Artivismo na COP30: cinzas da floresta pelos brigadistas
Tinta produzida com cinzas das florestas pelo artivista Mundano vira arte e gera renda para brigadistas que combatem o fogo no Brasil
Em 2024, pela primeira vez no Brasil, as emissões por fogo (241 MtCO2e) foram equivalentes a todas as emissões líquidas por mudança de uso da terra (249 MtCO2e). Ao mesmo tempo que os incêndios florestais estão entre as principais fontes dos gases de efeito estufa no país, os brigadistas brasileiros que estão na linha de frente de combate ao fogo ainda não têm a valorização e os recursos necessários para o seu trabalho. Algo que o artivista Mundano vem tentando mudar.
Mundano conheceu de perto a realidade dos brigadistas quando percorreu mais de 10 mil quilômetros na Amazônia, Cerrado, Pantanal e Mata Atlântica, onde coletou mais de 200 quilos de cinzas de incêndios florestais que têm sido usados como matéria prima das tintas de suas obras. Ele é o autor do icônico mural “O Brigadista” – uma releitura de uma obra de Cândido Portinari que, em pleno centro de São Paulo, homenageia esses heróis anônimos.

Agora, na COP30, Mundano lidera uma exposição das obras de vários artistas do Brasil e outros países que também fizeram uso das cinzas em suas produções. Todas estão à venda e todo valor arrecadado será destinado para a Rede Nacional de Brigadas Voluntárias (RNBV), uma união de organizações e coletivos independentes que atuam em todo o país na educação ambiental, prevenção e combate aos incêndios. Os recursos serão convertidos na formação de brigadistas, compra de equipamentos e fortalecimento das ações de quem está na linha de frente no combate aos incêndios florestais.

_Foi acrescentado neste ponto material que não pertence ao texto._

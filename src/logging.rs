//! Tracing setup for the binaries: `RUST_LOG` filter, text or JSON lines,
//! written through a non-blocking daily log file in the data directory.

use tracing_appender::non_blocking::WorkerGuard;
use tracing_subscriber::{fmt, prelude::*, EnvFilter};

use crate::config::{Config, LogFormat};

/// Keep the returned guard alive for the whole process or buffered lines are lost.
pub fn init(config: &Config, file_prefix: &str) -> Result<WorkerGuard, Box<dyn std::error::Error>> {
    std::fs::create_dir_all(&config.data_dir)?;
    let appender = tracing_appender::rolling::daily(config.data_dir.join("logs"), file_prefix);
    let (writer, guard) = tracing_appender::non_blocking(appender);

    let filter = EnvFilter::try_from_default_env().unwrap_or_else(|_| EnvFilter::new("info"));
    let registry = tracing_subscriber::registry().with(filter);
    match config.log_format {
        LogFormat::Json => registry
            .with(fmt::layer().json().with_writer(writer))
            .try_init()?,
        LogFormat::Text => registry
            .with(fmt::layer().with_ansi(false).with_writer(writer))
            .try_init()?,
    }
    Ok(guard)
}
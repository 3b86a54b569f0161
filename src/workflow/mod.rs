pub mod automation;
pub mod classifier;
pub mod dispatcher;
pub mod handlers;
use std::fmt;

use crate::error::{AppError, AppResult};

// The model-facing labels may be reworded freely; the stable ids must not change,
// they name the workflows.
const SECURITY_SUBCATEGORIES: &[(&str, &str)] = &[
    ("Phishing e-mails", "phishing_emails"),
    (
        "Resolution of ESET disabled alarms by the SPO",
        "eset_disabled_alarms",
    ),
    ("Opening .MSG files", "opening_msg_files"),
    (
        "Responding to responsible disclosure reports",
        "responding_to_responsible_disclosure_reports",
    ),
    ("Spam e-mails", "spam_emails"),
    ("Outlook rule detected", "outlook_rule_detected"),
    ("Physical break-in", "physical_break_in"),
    (
        "Lost or stolen devices, data carriers and/or papers",
        "lost_or_stolen_devices_data_carriers_papers",
    ),
    ("Malware infection", "malware_infection"),
];

const PRIVACY_SUBCATEGORIES: &[(&str, &str)] = &[
    (
        "Estimating country risk for Working Abroad requests",
        "estimating_country_risk_for_working_abroad",
    ),
    (
        "Data Breaches (e.g., incorrectly sent email)",
        "data_breaches",
    ),
    (
        "Handling a Data Subject's Request",
        "handling_a_data_subjects_request",
    ),
    ("Privacy statement review", "privacy_statement_review"),
    (
        "Filling in the databreach tab",
        "filling_in_the_databreach_tab",
    ),
    ("Is a DPIA required?", "is_a_dpia_required"),
    ("Reviewing DPA's / Verwerkersovereenkomst", "reviewing_dpas"),
    ("Controller or Processor?", "controller_or_processor"),
    (
        "Stappenplan Datalek Beoordeling",
        "stappenplan_datalek_beoordeling",
    ),
];

#[derive(Debug, Clone, Copy, PartialEq, Eq, Hash)]
pub enum Category {
    Security,
    Privacy,
}

impl Category {
    pub const ALL: [Category; 2] = [Category::Security, Category::Privacy];

    pub fn as_str(&self) -> &'static str {
        match self {
            Category::Security => "Security",
            Category::Privacy => "Privacy",
        }
    }

    /// Exact, case-sensitive match on the model's label.
    pub fn parse(value: &str) -> AppResult<Self> {
        match value {
            "Security" => Ok(Category::Security),
            "Privacy" => Ok(Category::Privacy),
            other => Err(AppError::UnexpectedCategory(other.to_string())),
        }
    }

    /// Namespace segment used in workflow paths.
    pub fn namespace(&self) -> &'static str {
        match self {
            Category::Security => "security",
            Category::Privacy => "privacy",
        }
    }

    pub fn subcategories(&self) -> &'static [(&'static str, &'static str)] {
        match self {
            Category::Security => SECURITY_SUBCATEGORIES,
            Category::Privacy => PRIVACY_SUBCATEGORIES,
        }
    }

    pub fn generic_label(&self) -> &'static str {
        match self {
            Category::Security => "Generic Security",
            Category::Privacy => "Generic Privacy",
        }
    }

    pub fn map_subcategory(&self, label: &str) -> MappedSubcategory {
        self.subcategories()
            .iter()
            .find(|(known, _)| *known == label)
            .map(|(_, stable)| MappedSubcategory::Known(*stable))
            .unwrap_or(MappedSubcategory::Generic(*self))
    }
}

impl fmt::Display for Category {
    fn fmt(&self, f: &mut fmt::Formatter<'_>) -> fmt::Result {
        f.write_str(self.as_str())
    }
}

#[derive(Debug, Clone, Copy, PartialEq, Eq)]
pub enum MappedSubcategory {
    Known(&'static str),
    Generic(Category),
}

impl MappedSubcategory {
    pub fn as_str(&self) -> &'static str {
        match self {
            MappedSubcategory::Known(stable) => *stable,
            MappedSubcategory::Generic(Category::Security) => "generic_security",
            MappedSubcategory::Generic(Category::Privacy) => "generic_privacy",
        }
    }

    pub fn is_generic(&self) -> bool {
        matches!(self, MappedSubcategory::Generic(_))
    }
}

impl fmt::Display for MappedSubcategory {
    fn fmt(&self, f: &mut fmt::Formatter<'_>) -> fmt::Result {
        f.write_str(self.as_str())
    }
}

#[derive(Debug, Clone, PartialEq, Eq)]
pub struct Classification {
    pub category: Category,
    pub subcategory: String,
    pub mapped_subcategory: MappedSubcategory,
    pub confidence: String,
    pub rationale: String,
}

A exposição “Cinzas da Floresta” fica em cartaz em Belém até o fim da COP30 e tem como destaque o mural “Defensores”, assinado por Cely Arikem, Vands, Éder Oliveira, Fábio Graf e Mundano. Ele apresenta uma grande marcha onde gerações, povos e lutas se encontram. Nela, defensores da floresta caminham com cartazes e faixas em diversas línguas que expressam a diversidade das vozes que compõem essas lutas. Cada rosto pintado carrega uma história marcada por coragem e pertencimento e juntos formam um movimento que atravessa fronteiras, unindo territórios e esperanças em torno da vida.
A exposição retrata como já vivemos em um tempo em que a emergência climática não é futuro, é presente. Secas, enchentes e incêndios transformam paisagens e modos de vida em ritmo acelerado.

Pintar com carvão e cinzas é um dos gestos mais antigos da humanidade. Nas eras das cavernas, o fogo se manifestava por causas naturais e o que restava dele era usado para registrar a vida daquela época. Já hoje, as chamas não nascem apenas do ciclo natural da terra, mas também e principalmente da ganância, do lucro rápido, do desmonte ambiental e da falta de pertencimento em nós enquanto natureza.

É nesse contraste entre o ancestral e o urgente que esta exposição se acende. A arte, aqui, é a ponte entre o que parece impossível de comunicar e o que precisa ser sentido. Diante de temas pesados, violentos ou complexos demais para caber em palavras, ela oferece uma outra forma de comunicação: sensível, simbólica e coletiva.

Segundo o relatório Raízes da Resistência (2025), da Global Witness, 146 defensores ambientais foram assassinados ou desapareceram em 2024, sendo 82% dos casos na América Latina. O Brasil segue entre os países mais letais, ao lado de Colômbia, México e Honduras. Esses números não são apenas estatísticas, representam vidas dedicadas a proteger florestas, rios e territórios, que foram interrompidas, silenciadas e impunes.